Task description -
Your answer should be an exact copy of every record.
:: Information shown
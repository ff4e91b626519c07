//! In-memory archive writer
//!
//! Produces archives readable by [`PakArchive`](crate::PakArchive). Used to
//! build fixtures and to repack extracted files.

use std::io::Write;

use flate2::Compression as Level;
use flate2::write::DeflateEncoder;

use crate::key::DecryptKey;
use crate::{PAK_SIGNATURE, RECORD_DIR, RECORD_END, RECORD_FILE, crc32};

const VERSION: u8 = 20;

struct DirEntry {
    name: Vec<u8>,
    method: u16,
    crc32: u32,
    compressed_size: u32,
    uncompressed_size: u32,
    header_offset: u32,
}

pub struct PakWriter {
    key: DecryptKey,
    out: Vec<u8>,
    directory: Vec<DirEntry>,
}

impl PakWriter {
    pub fn new(key: DecryptKey) -> Self {
        Self {
            key,
            out: Vec::new(),
            directory: Vec::new(),
        }
    }

    /// Add an entry without compression
    pub fn add_stored(&mut self, name: &str, data: &[u8]) {
        self.push(name, 0, &[], data.to_vec(), data.len() as u32, crc32(data));
    }

    /// Add an uncompressed entry with an extra field in front of its body
    pub fn add_stored_with_extra(&mut self, name: &str, extra: &[u8], data: &[u8]) {
        self.push(name, 0, extra, data.to_vec(), data.len() as u32, crc32(data));
    }

    /// Add a raw-deflate entry
    pub fn add_deflated(&mut self, name: &str, data: &[u8]) -> std::io::Result<()> {
        let mut encoder = DeflateEncoder::new(Vec::new(), Level::default());
        encoder.write_all(data)?;
        let compressed = encoder.finish()?;
        self.push(name, 8, &[], compressed, data.len() as u32, crc32(data));
        Ok(())
    }

    /// Add an entry with an arbitrary method id; the body is written as given
    pub fn add_with_method(&mut self, name: &str, method: u16, body: &[u8]) {
        self.push(name, method, &[], body.to_vec(), body.len() as u32, crc32(body));
    }

    fn push(
        &mut self,
        name: &str,
        method: u16,
        extra: &[u8],
        mut body: Vec<u8>,
        uncompressed_size: u32,
        crc: u32,
    ) {
        let header_offset = self.out.len() as u32;
        let compressed_size = body.len() as u32;
        self.key.apply(&mut body, compressed_size);

        let out = &mut self.out;
        out.extend_from_slice(&PAK_SIGNATURE.to_le_bytes());
        out.extend_from_slice(&RECORD_FILE.to_le_bytes());
        out.push(VERSION);
        out.push(0);
        out.extend_from_slice(&0u16.to_le_bytes()); // flags
        out.extend_from_slice(&method.to_le_bytes());
        out.extend_from_slice(&0u16.to_le_bytes()); // time
        out.extend_from_slice(&0u16.to_le_bytes()); // date
        out.extend_from_slice(&crc.to_le_bytes());
        out.extend_from_slice(&compressed_size.to_le_bytes());
        out.extend_from_slice(&uncompressed_size.to_le_bytes());
        out.extend_from_slice(&(name.len() as u16).to_le_bytes());
        out.extend_from_slice(&(extra.len() as u16).to_le_bytes());
        out.extend_from_slice(name.as_bytes());
        out.extend_from_slice(extra);
        out.extend_from_slice(&body);

        self.directory.push(DirEntry {
            name: name.as_bytes().to_vec(),
            method,
            crc32: crc,
            compressed_size,
            uncompressed_size,
            header_offset,
        });
    }

    /// Append the directory and end records and return the archive bytes
    pub fn finish(mut self) -> Vec<u8> {
        let dir_offset = self.out.len() as u32;
        let out = &mut self.out;
        for entry in &self.directory {
            out.extend_from_slice(&PAK_SIGNATURE.to_le_bytes());
            out.extend_from_slice(&RECORD_DIR.to_le_bytes());
            out.extend_from_slice(&[VERSION, 0, VERSION, 0]);
            out.extend_from_slice(&0u16.to_le_bytes()); // flags
            out.extend_from_slice(&entry.method.to_le_bytes());
            out.extend_from_slice(&0u32.to_le_bytes()); // time, date
            out.extend_from_slice(&entry.crc32.to_le_bytes());
            out.extend_from_slice(&entry.compressed_size.to_le_bytes());
            out.extend_from_slice(&entry.uncompressed_size.to_le_bytes());
            out.extend_from_slice(&(entry.name.len() as u16).to_le_bytes());
            out.extend_from_slice(&0u16.to_le_bytes()); // extra
            out.extend_from_slice(&0u16.to_le_bytes()); // comment
            out.extend_from_slice(&0u16.to_le_bytes()); // disk
            out.extend_from_slice(&0u16.to_le_bytes()); // internal attributes
            out.extend_from_slice(&0u32.to_le_bytes()); // external attributes
            out.extend_from_slice(&entry.header_offset.to_le_bytes());
            out.extend_from_slice(&entry.name);
        }
        let dir_size = out.len() as u32 - dir_offset;
        let count = self.directory.len() as u16;

        out.extend_from_slice(&PAK_SIGNATURE.to_le_bytes());
        out.extend_from_slice(&RECORD_END.to_le_bytes());
        out.extend_from_slice(&0u16.to_le_bytes());
        out.extend_from_slice(&0u16.to_le_bytes());
        out.extend_from_slice(&count.to_le_bytes());
        out.extend_from_slice(&count.to_le_bytes());
        out.extend_from_slice(&dir_size.to_le_bytes());
        out.extend_from_slice(&dir_offset.to_le_bytes());
        out.extend_from_slice(&0u16.to_le_bytes());
        self.out
    }
}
::::
Solved exercise -
repository ff4e91b626519c07
//! In-memory archive writer
//!
//! Produces archives readable by [`PakArchive`](crate::PakArchive). Used to
//! build fixtures and to repack extracted files.

use std::io::Write;

use flate2::Compression as Level;
use flate2::write::DeflateEncoder;

use crate::key::DecryptKey;
use crate::{PAK_SIGNATURE, RECORD_DIR, RECORD_END, RECORD_FILE, crc32};

const VERSION: u8 = 20;

struct DirEntry {
    name: Vec<u8>,
    method: u16,
    crc32: u32,
    compressed_size: u32,
    uncompressed_size: u32,
    header_offset: u32,
}

pub struct PakWriter {
    key: DecryptKey,
    out: Vec<u8>,
    directory: Vec<DirEntry>,
}

impl PakWriter {
    pub fn new(key: DecryptKey) -> Self {
        Self {
            key,
            out: Vec::new(),
            directory: Vec::new(),
        }
    }

    /// Add an entry without compression
    pub fn add_stored(&mut self, name: &str, data: &[u8]) {
        self.push(name, 0, &[], data.to_vec(), data.len() as u32, crc32(data));
    }

    /// Add an uncompressed entry with an extra field in front of its body
    pub fn add_stored_with_extra(&mut self, name: &str, extra: &[u8], data: &[u8]) {
        self.push(name, 0, extra, data.to_vec(), data.len() as u32, crc32(data));
    }

    /// Add a raw-deflate entry
    pub fn add_deflated(&mut self, name: &str, data: &[u8]) -> std::io::Result<()> {
        let mut encoder = DeflateEncoder::new(Vec::new(), Level::default());
        encoder.write_all(data)?;
        let compressed = encoder.finish()?;
        self.push(name, 8, &[], compressed, data.len() as u32, crc32(data));
        Ok(())
    }

    /// Add an entry with an arbitrary method id; the body is written as given
    pub fn add_with_method(&mut self, name: &str, method: u16, body: &[u8]) {
        self.push(name, method, &[], body.to_vec(), body.len() as u32, crc32(body));
    }

    fn push(
        &mut self,
        name: &str,
        method: u16,
        extra: &[u8],
        mut body: Vec<u8>,
        uncompressed_size: u32,
        crc: u32,
    ) {
        let header_offset = self.out.len() as u32;
        let compressed_size = body.len() as u32;
        self.key.apply(&mut body, compressed_size);

        let out = &mut self.out;
        out.extend_from_slice(&PAK_SIGNATURE.to_le_bytes());
        out.extend_from_slice(&RECORD_FILE.to_le_bytes());
        out.push(VERSION);
        out.push(0);
        out.extend_from_slice(&0u16.to_le_bytes()); // flags
        out.extend_from_slice(&method.to_le_bytes());
        out.extend_from_slice(&0u16.to_le_bytes()); // time
        out.extend_from_slice(&0u16.to_le_bytes()); // date
        out.extend_from_slice(&crc.to_le_bytes());
        out.extend_from_slice(&compressed_size.to_le_bytes());
        out.extend_from_slice(&uncompressed_size.to_le_bytes());
        out.extend_from_slice(&(name.len() as u16).to_le_bytes());
        out.extend_from_slice(&(extra.len() as u16).to_le_bytes());
        out.extend_from_slice(name.as_bytes());
        out.extend_from_slice(extra);
        out.extend_from_slice(&body);

        self.directory.push(DirEntry {
            name: name.as_bytes().to_vec(),
            method,
            crc32: crc,
            compressed_size,
            uncompressed_size,
            header_offset,
        });
    }

    /// Append the directory and end records and return the archive bytes
    pub fn finish(mut self) -> Vec<u8> {
        let dir_offset = self.out.len() as u32;
        let out = &mut self.out;
        for entry in &self.directory {
            out.extend_from_slice(&PAK_SIGNATURE.to_le_bytes());
            out.extend_from_slice(&RECORD_DIR.to_le_bytes());
            out.extend_from_slice(&[VERSION, 0, VERSION, 0]);
            out.extend_from_slice(&0u16.to_le_bytes()); // flags
            out.extend_from_slice(&entry.method.to_le_bytes());
            out.extend_from_slice(&0u32.to_le_bytes()); // time, date
            out.extend_from_slice(&entry.crc32.to_le_bytes());
            out.extend_from_slice(&entry.compressed_size.to_le_bytes());
            out.extend_from_slice(&entry.uncompressed_size.to_le_bytes());
            out.extend_from_slice(&(entry.name.len() as u16).to_le_bytes());
            out.extend_from_slice(&0u16.to_le_bytes()); // extra
            out.extend_from_slice(&0u16.to_le_bytes()); // comment
            out.extend_from_slice(&0u16.to_le_bytes()); // disk
            out.extend_from_slice(&0u16.to_le_bytes()); // internal attributes
            out.extend_from_slice(&0u32.to_le_bytes()); // external attributes
            out.extend_from_slice(&entry.header_offset.to_le_bytes());
            out.extend_from_slice(&entry.name);
        }
        let dir_size = out.len() as u32 - dir_offset;
        let count = self.directory.len() as u16;

        out.extend_from_slice(&PAK_SIGNATURE.to_le_bytes());
        out.extend_from_slice(&RECORD_END.to_le_bytes());
        out.extend_from_slice(&0u16.to_le_bytes());
        out.extend_from_slice(&0u16.to_le_bytes());
        out.extend_from_slice(&count.to_le_bytes());
        out.extend_from_slice(&count.to_le_bytes());
        out.extend_from_slice(&dir_size.to_le_bytes());
        out.extend_from_slice(&dir_offset.to_le_bytes());
        out.extend_from_slice(&0u16.to_le_bytes());
        self.out
    }
}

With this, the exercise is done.